Дата публикации:  1 Апреля 2002

Русская проза в начале девяностых резко поменяла свое лицо, хотя мало кто соглашался, что авторы дебютных рассказов, во множестве пестревших в журналах, едва-едва отхлынут, как уже вторым дыханием или второй волной придут с повестями, романами. И все ждали другой прозы, отчего-то не понимая, что волна эта выбросит лишь непозабытое старое: с того дня, как кто-то начинает писать, он замыкается в остановленном для себя времени.
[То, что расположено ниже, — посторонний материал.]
//! Solution validator.
//!
//! Walks every depot-rooted chain of a [`Solution`] and checks it against
//! the capacity and route-limit rules, independently of how the solution
//! was built.

use std::collections::HashSet;

use crate::models::{Solution, DEPOT};

/// A rule broken by a solution.
#[derive(Debug, Clone, PartialEq)]
pub enum Violation {
    /// A client appears on more than one chain, or twice on the same one.
    ClientRevisited {
        /// The repeated client.
        client: usize,
    },
    /// Cumulative demand on a tour exceeds truck capacity.
    CapacityExceeded {
        /// Client at which the load went over.
        client: usize,
        /// Load after serving that client.
        load: f64,
        /// Truck capacity.
        capacity: f64,
    },
    /// Cumulative distance on a tour exceeds the route limit.
    RouteLimitExceeded {
        /// Client whose outgoing edge went over.
        client: usize,
        /// Distance after taking that edge.
        distance: f64,
        /// Route limit.
        route_limit: f64,
    },
    /// A client does not have exactly one outgoing edge.
    Branching {
        /// The offending client.
        client: usize,
        /// Its out-degree.
        out_degree: usize,
    },
    /// Some clients are not reachable from the depot.
    MissingClients {
        /// Clients reached by the chains.
        visited: usize,
        /// Clients in the solution.
        expected: usize,
    },
}

/// Returns the first rule the solution breaks, or `None` if it is valid.
///
/// Chains are walked in the order the depot's edges were committed; the
/// walk stops at the first violation.
pub fn find_violation(solution: &Solution, capacity: f64, route_limit: f64) -> Option<Violation> {
    let mut visited: HashSet<usize> = HashSet::new();

    for first in solution.successors(DEPOT) {
        let mut current = first.dest;
        let mut load = 0.0;
        let mut distance = first.cost;

        while current != DEPOT {
            if !visited.insert(current) {
                return Some(Violation::ClientRevisited { client: current });
            }

            load += solution.demand(current);
            if load > capacity {
                return Some(Violation::CapacityExceeded {
                    client: current,
                    load,
                    capacity,
                });
            }

            let out_degree = solution.out_degree(current);
            let next = match solution.successors(current).next() {
                Some(mv) if out_degree == 1 => mv,
                _ => {
                    return Some(Violation::Branching {
                        client: current,
                        out_degree,
                    })
                }
            };

            distance += next.cost;
            if distance > route_limit {
                return Some(Violation::RouteLimitExceeded {
                    client: current,
                    distance,
                    route_limit,
                });
            }

            current = next.dest;
        }
    }

    let expected = solution.node_count() - 1;
    if visited.len() != expected {
        return Some(Violation::MissingClients {
            visited: visited.len(),
            expected,
        });
    }
    None
}

/// Returns `true` if the solution covers every client exactly once with
/// tours that respect capacity and route limit.
///
/// # Examples
///
/// ```
/// use u_cvrp::models::{Node, ProblemGraph, Solution};
/// use u_cvrp::evaluation::is_valid;
///
/// let graph = ProblemGraph::euclidean(vec![
///     Node::depot(0.0, 0.0),
///     Node::client(1, 10.0, 0.0, 5.0),
///     Node::client(2, 20.0, 0.0, 5.0),
/// ])
/// .unwrap();
/// let sol = Solution::from_tours(&graph, &[vec![1, 2]]);
/// assert!(is_valid(&sol, 10.0, f64::INFINITY));
/// assert!(!is_valid(&sol, 9.0, f64::INFINITY));
/// assert!(!is_valid(&sol, 10.0, 39.0));
/// ```
pub fn is_valid(solution: &Solution, capacity: f64, route_limit: f64) -> bool {
    find_violation(solution, capacity, route_limit).is_none()
}

#[cfg(test)]
mod tests {
    use super::*;
    use crate::models::{Node, ProblemGraph, TruckMove};

    fn graph() -> ProblemGraph {
        ProblemGraph::euclidean(vec![
            Node::depot(0.0, 0.0),
            Node::client(1, 10.0, 0.0, 5.0),
            Node::client(2, 20.0, 0.0, 5.0),
            Node::client(3, 30.0, 0.0, 5.0),
        ])
        .expect("valid")
    }

    fn mv(graph: &ProblemGraph, src: usize, dest: usize) -> TruckMove {
        TruckMove {
            src,
            dest,
            cost: graph.cost(src, dest),
        }
    }

    #[test]
    fn test_valid_solution() {
        let g = graph();
        let sol = Solution::from_tours(&g, &[vec![1, 2], vec![3]]);
        assert!(is_valid(&sol, 10.0, 60.0));
        assert_eq!(find_violation(&sol, 10.0, 60.0), None);
    }

    #[test]
    fn test_capacity_exceeded() {
        let g = graph();
        let sol = Solution::from_tours(&g, &[vec![1, 2, 3]]);
        assert_eq!(
            find_violation(&sol, 10.0, f64::INFINITY),
            Some(Violation::CapacityExceeded {
                client: 3,
                load: 15.0,
                capacity: 10.0,
            })
        );
    }

    #[test]
    fn test_route_limit_counts_return_edge() {
        let g = graph();
        let sol = Solution::from_tours(&g, &[vec![3]]);
        assert!(is_valid(&sol, 10.0, 60.0));
        assert!(matches!(
            find_violation(&sol, 10.0, 59.0),
            Some(Violation::RouteLimitExceeded { client: 3, .. })
        ));
    }

    #[test]
    fn test_missing_clients() {
        let g = graph();
        let sol = Solution::from_tours(&g, &[vec![1, 2]]);
        assert_eq!(
            find_violation(&sol, 100.0, f64::INFINITY),
            Some(Violation::MissingClients {
                visited: 2,
                expected: 3,
            })
        );
    }

    #[test]
    fn test_revisit_across_tours() {
        let g = graph();
        let sol = Solution::from_tours(&g, &[vec![1, 2], vec![2, 3]]);
        assert!(matches!(
            find_violation(&sol, 100.0, f64::INFINITY),
            Some(Violation::Branching { client: 2, out_degree: 2 })
                | Some(Violation::ClientRevisited { client: 2 })
        ));
        assert!(!is_valid(&sol, 100.0, f64::INFINITY));
    }

    #[test]
    fn test_cycle_detected() {
        let g = graph();
        let mut sol = Solution::for_graph(&g);
        sol.add_move(mv(&g, 0, 1));
        sol.add_move(mv(&g, 1, 2));
        sol.add_move(mv(&g, 2, 1));
        sol.add_move(mv(&g, 0, 3));
        sol.add_move(mv(&g, 3, 0));
        assert_eq!(
            find_violation(&sol, 100.0, f64::INFINITY),
            Some(Violation::ClientRevisited { client: 1 })
        );
    }

    #[test]
    fn test_branching() {
        let g = graph();
        let mut sol = Solution::for_graph(&g);
        sol.add_move(mv(&g, 0, 1));
        sol.add_move(mv(&g, 1, 2));
        sol.add_move(mv(&g, 1, 3));
        sol.add_move(mv(&g, 2, 0));
        sol.add_move(mv(&g, 3, 0));
        assert_eq!(
            find_violation(&sol, 100.0, f64::INFINITY),
            Some(Violation::Branching {
                client: 1,
                out_degree: 2,
            })
        );
    }

    #[test]
    fn test_dead_end() {
        let g = graph();
        let mut sol = Solution::for_graph(&g);
        sol.add_move(mv(&g, 0, 1));
        assert!(matches!(
            find_violation(&sol, 100.0, f64::INFINITY),
            Some(Violation::Branching { client: 1, out_degree: 0 })
        ));
    }
}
Энергия нового опыта - это обратный отсчет. Жизненное время этого поколения было очень коротко, потому что очень скоро действительное, то есть прочувствованное и осознанное на личном опыте, стало историей. В девяностые энергия нового опыта - это "Афганские рассказы" и "Знак зверя" Олега Ермакова, написанные, однако, о том, что уже отошло в советскую историю. Так начиналось это десятилетие, но все так или иначе знаковые произведения девяностых тотально обращаются к прошлому, если не к истории. Что сказала о современности "Дурочка" Светланы Василенко? "Хоровод" Антона Уткина? "Персона вне достоверности" Владислава Отрошенко? "Страна происхождения" Дмитрия Бакина? "Великий поход за освобождение Индии" Валерия Залотухи? "Чапаев и Пустота" Виктора Пелевина? "Поворот реки" Андрея Дмитриева? "Возвращение на родину" Юрия Петкевича? "Бесконечный тупик" Дмитрия Галковского? О новом времени пишут Маканин и Екимов, Солженицын и Проханов, так что оказываются современней. Социальный реализм вообще уходит из художественной литературы в детективы: это Маринина или Кивинов во всех красках живописуют физиологию современности... Как все это понять?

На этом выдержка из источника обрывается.